The shared thread between these stories is the premium placed on continuity: Skerritt sustaining it through personal appearance; the Voorhees team attempting to restore it through technology when traditional filming is impossible. Yet the trust audiences place in each approach is not guaranteed to be equal. One is transparently human; the other requires viewers to accept a reconstructed performance as meaningful authorship rather than imitation.
That tension will likely shape how the next generation interprets the term top gun star—as a marker of a beloved past, or as a label that can be reactivated and repackaged under new technical conditions.
What comes next for Hollywood’s definition of “authentic”?
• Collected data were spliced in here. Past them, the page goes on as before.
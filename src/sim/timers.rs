/// Virtual timers for single-threaded cooperative scheduling.
///
/// The game never sleeps on a timer. The main loop advances the clock by
/// the wall time that passed, and every timer that came due inside that
/// window fires in `(due, id)` order: earliest first, ties by creation.
///
/// Handles are cancellable. Cancelling a handle that already fired (or was
/// already cancelled) is a harmless no-op.

/// Opaque handle returned by `schedule` / `schedule_every`.
#[derive(Clone, Copy, PartialEq, Eq, Hash, Debug)]
pub struct TimerId(u64);

#[derive(Clone, Debug)]
struct Pending<K> {
    id: TimerId,
    due_ms: u64,
    period_ms: Option<u64>,
    kind: K,
}

pub struct Timers<K> {
    now_ms: u64,
    next_id: u64,
    pending: Vec<Pending<K>>,
}

impl<K: Clone> Timers<K> {
    pub fn new() -> Self {
        Timers { now_ms: 0, next_id: 0, pending: Vec::new() }
    }

    /// Current virtual time in ms.
    pub fn now_ms(&self) -> u64 {
        self.now_ms
    }

    /// One-shot timer firing `delay_ms` from now.
    pub fn schedule(&mut self, delay_ms: u64, kind: K) -> TimerId {
        self.push(delay_ms, None, kind)
    }

    /// Periodic timer; first firing one period from now.
    pub fn schedule_every(&mut self, period_ms: u64, kind: K) -> TimerId {
        let period = period_ms.max(1);
        self.push(period, Some(period), kind)
    }

    /// Returns true if a pending timer was removed.
    pub fn cancel(&mut self, id: TimerId) -> bool {
        let before = self.pending.len();
        self.pending.retain(|p| p.id != id);
        self.pending.len() != before
    }

    #[cfg(test)]
    pub fn is_pending(&self, id: TimerId) -> bool {
        self.pending.iter().any(|p| p.id == id)
    }

    #[cfg(test)]
    pub fn count(&self, pred: impl Fn(&K) -> bool) -> usize {
        self.pending.iter().filter(|p| pred(&p.kind)).count()
    }

    #[cfg(test)]
    pub fn len(&self) -> usize {
        self.pending.len()
    }

    /// Pop the earliest timer due at or before `until_ms`, moving the clock
    /// to its due time. Periodic timers are re-armed before being returned,
    /// so the caller may cancel them from inside the handler.
    pub fn next_due(&mut self, until_ms: u64) -> Option<(TimerId, K)> {
        let idx = self.pending.iter()
            .enumerate()
            .filter(|(_, p)| p.due_ms <= until_ms)
            .min_by_key(|(_, p)| (p.due_ms, p.id.0))
            .map(|(i, _)| i)?;

        let due = self.pending[idx].due_ms;
        self.now_ms = self.now_ms.max(due);

        let fired = match self.pending[idx].period_ms {
            Some(period) => {
                let p = &mut self.pending[idx];
                p.due_ms += period;
                (p.id, p.kind.clone())
            }
            None => {
                let p = self.pending.swap_remove(idx);
                (p.id, p.kind)
            }
        };
        Some(fired)
    }

    /// Move the clock forward once all due timers have been drained.
    pub fn settle(&mut self, until_ms: u64) {
        self.now_ms = self.now_ms.max(until_ms);
    }

    fn push(&mut self, delay_ms: u64, period_ms: Option<u64>, kind: K) -> TimerId {
        let id = TimerId(self.next_id);
        self.next_id += 1;
        self.pending.push(Pending {
            id,
            due_ms: self.now_ms + delay_ms,
            period_ms,
            kind,
        });
        id
    }
}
For now, the hard facts point to a divided but revealing picture: Tom Skerritt continues to meet fans and embody the quiet authority audiences associate with his work, while Val Kilmer’s unfinished participation in a film is being translated into a “significant part” through generative AI with estate approval. Whether viewers ultimately embrace the technique as preservation or recoil from it as substitution remains unanswered in the available record.
But the larger question is already pressing: when a living top gun star can still generate wonder simply by showing up, what will it take for digitally reconstructed performances to earn that same kind of trust—and who gets to decide where the line between tribute and transformation truly sits?